Some researchers are planning to move their industries to Mars and other planets instead of protecting earth from extinction. A new paper from Stanford, Princeton, and Berkeley suggests that the world has begun a sixth extinction-level event, this one driven primarily by humankind. This new research indicates that the fossil record clearly shows that species of every sort are becoming extinct far more rapidly than the historical background rate would suggest, and that much of the change is driven by humanity, including the impact of climate change.
The report set out to answer whether current extinction rates for mammals and vertebrates were higher than the highest background level observable through the fossil record, how extinction rates have changed over time within observed history, and how many years it would take species to go extinct if the background extinction rate had held steady. The so-called “background rate” of extinction is extremely important. It’s the number of species that we can predict would have gone extinct, even without outside intervention.
While the point of the paper was to measure the impact of humans, thousands of species of plants, animals, reptiles, amphibians, and birds have historically gone extinct without any human intervention whatsoever, while others (the dodo bird, Steller’s sea cow, the passenger pigeon, and the Rodriguez giant tortoise) were killed off by humans long before climate change was a concern. A high background extinction rate will make any modern departure from the norm less serious-looking, while a low background extinction rate emphasizes the modern departure from historical norms.
In the past, scientists have estimated that species tend to go extinct at a rate between 0.1 and 1 species per million species per year, but for the purposes of this paper, the team of researchers decided on a background extinction rate of 2E/MSY (meaning two species for every million species, every million years). Because we can’t be certain of accounting for every single species, including species that do not decay and leave fossilized materials, there’s always going to be some slippage in the figures — but we can still chart the extinction rate of well-represented species and compare against historical records when that data is available.
This chart shows the number of extinct creatures since 1500 and 1900 for each available species classification. The Highly Conservative rates include only species no longer believed to exist at all, anywhere on Earth. While it’s true that some of these species are later rediscovered, the rate of rediscovery is extremely low and typically confined to tiny, endangered populations located in an heretofore-unknown spot. The Conservative table includes those species believed to be extinct in the wild or possibly extinct. In both cases, the extinction rates shot up after 1900, once the industrial revolution and modern record keeping where both underway.
These charts show the observed extinction rates for various species measured against the background extinction rate for both the “Highly Conservative” and “Conservative” estimates. Even assuming a much higher background extinction rate of 2E/MSY, the die-off rate for all species has been orders of magnitude above background. Statistically, the die-off in amphibians would have taken an estimated 11,600 years to occur naturally, while even the reptile species die-off rate would have taken 800 years — not the 114 years that have passed since 1900.
Sweeping species loss under the rug or dismissing it as ecological scareism is a serious mistake. The loss of a single species may seem of minor importance — after all, does the world actually need tree frogs? In theory, no, it doesn’t — but while the loss of any single species is a minor event in the grand scheme of things, the loss of hundreds can create substantial hardship for humanity. The loss of honeybee colonies in the US could drive food prices up, while the collapse of multiple off-shore fisheries has already created real problems for the communities that relied upon them.

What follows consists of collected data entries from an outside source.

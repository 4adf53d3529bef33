use std::time::Duration;

use indicatif::{ProgressBar, ProgressStyle};
use tabled::Table;

use crate::{
    error, spotify,
    spotify::client::ApiClient,
    types::AlbumTableRow,
};

pub async fn search(query: String, limit: u32) {
    let mut client = match ApiClient::load().await {
        Ok(client) => client,
        Err(e) => error!("{}", e),
    };

    let pb = ProgressBar::new_spinner();
    pb.set_message("Searching albums...");
    pb.enable_steady_tick(Duration::from_millis(100));
    pb.set_style(
        ProgressStyle::with_template("{spinner:.blue} {msg}")
            .unwrap()
            .tick_chars("⠋⠙⠹⠸⠼⠴⠦⠧⠇⠏"),
    );

    let albums = match spotify::albums::search_albums(&mut client, &query, limit).await {
        Ok(albums) => {
            pb.finish_and_clear();
            albums
        }
        Err(e) => {
            pb.finish_and_clear();
            error!("Search failed: {}", e);
        }
    };

    if albums.is_empty() {
        println!("No albums found for '{}'.", query);
        return;
    }

    let table_rows: Vec<AlbumTableRow> = albums
        .into_iter()
        .map(|a| AlbumTableRow {
            id: a.id,
            name: a.name,
            artists: a
                .artists
                .iter()
                .map(|artist| artist.name.clone())
                .collect::<Vec<_>>()
                .join(", "),
        })
        .collect();

    let table = Table::new(table_rows);
    println!("{}", table);
}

It’s impossible to estimate the cost of species extinction, in part because we literally don’t know what we might lose. Horseshoe crabs are an example of a species under pressure as a result of human activity that’s also extremely useful to human medicine. Unlike other species, which rely on hemoglobin in the blood for oxygen transport, horseshoe crabs use hemocyanin. Horseshoe crab blood is used to manufacture Limulus amebocyte lysate (LAL), which reacts with bacterial endotoxins. It’s an essential compound used to ensure that medical devices and medications themselves aren’t infected with bacteria before being given to people. LAL can even detect some fungal infections far faster than other forms of testing.
If horseshoe crabs had gone extinct before we discovered these properties, we’d likely have never known they existed in the first place. While I’ve picked relatively simple example, as more species go extinct, it destabilizes the entire ecological web around them. In some cases, other species that might have preferred the first as a food source will adapt. In other cases, they can’t.
Humans we are not sure when the earth will finally come to an end but we are aware of the past extinction events regardless of their causes, is that they were marked by the emergence of very different environmental conditions and species. The most famous extinction event, the K-T impact that destroyed the non-avian dinosaurs, cleared the way for mammals to evolve and ascend. Life, as a whole, is extremely resilient, but no single species is guaranteed survival — including ours reports Extreme Tech.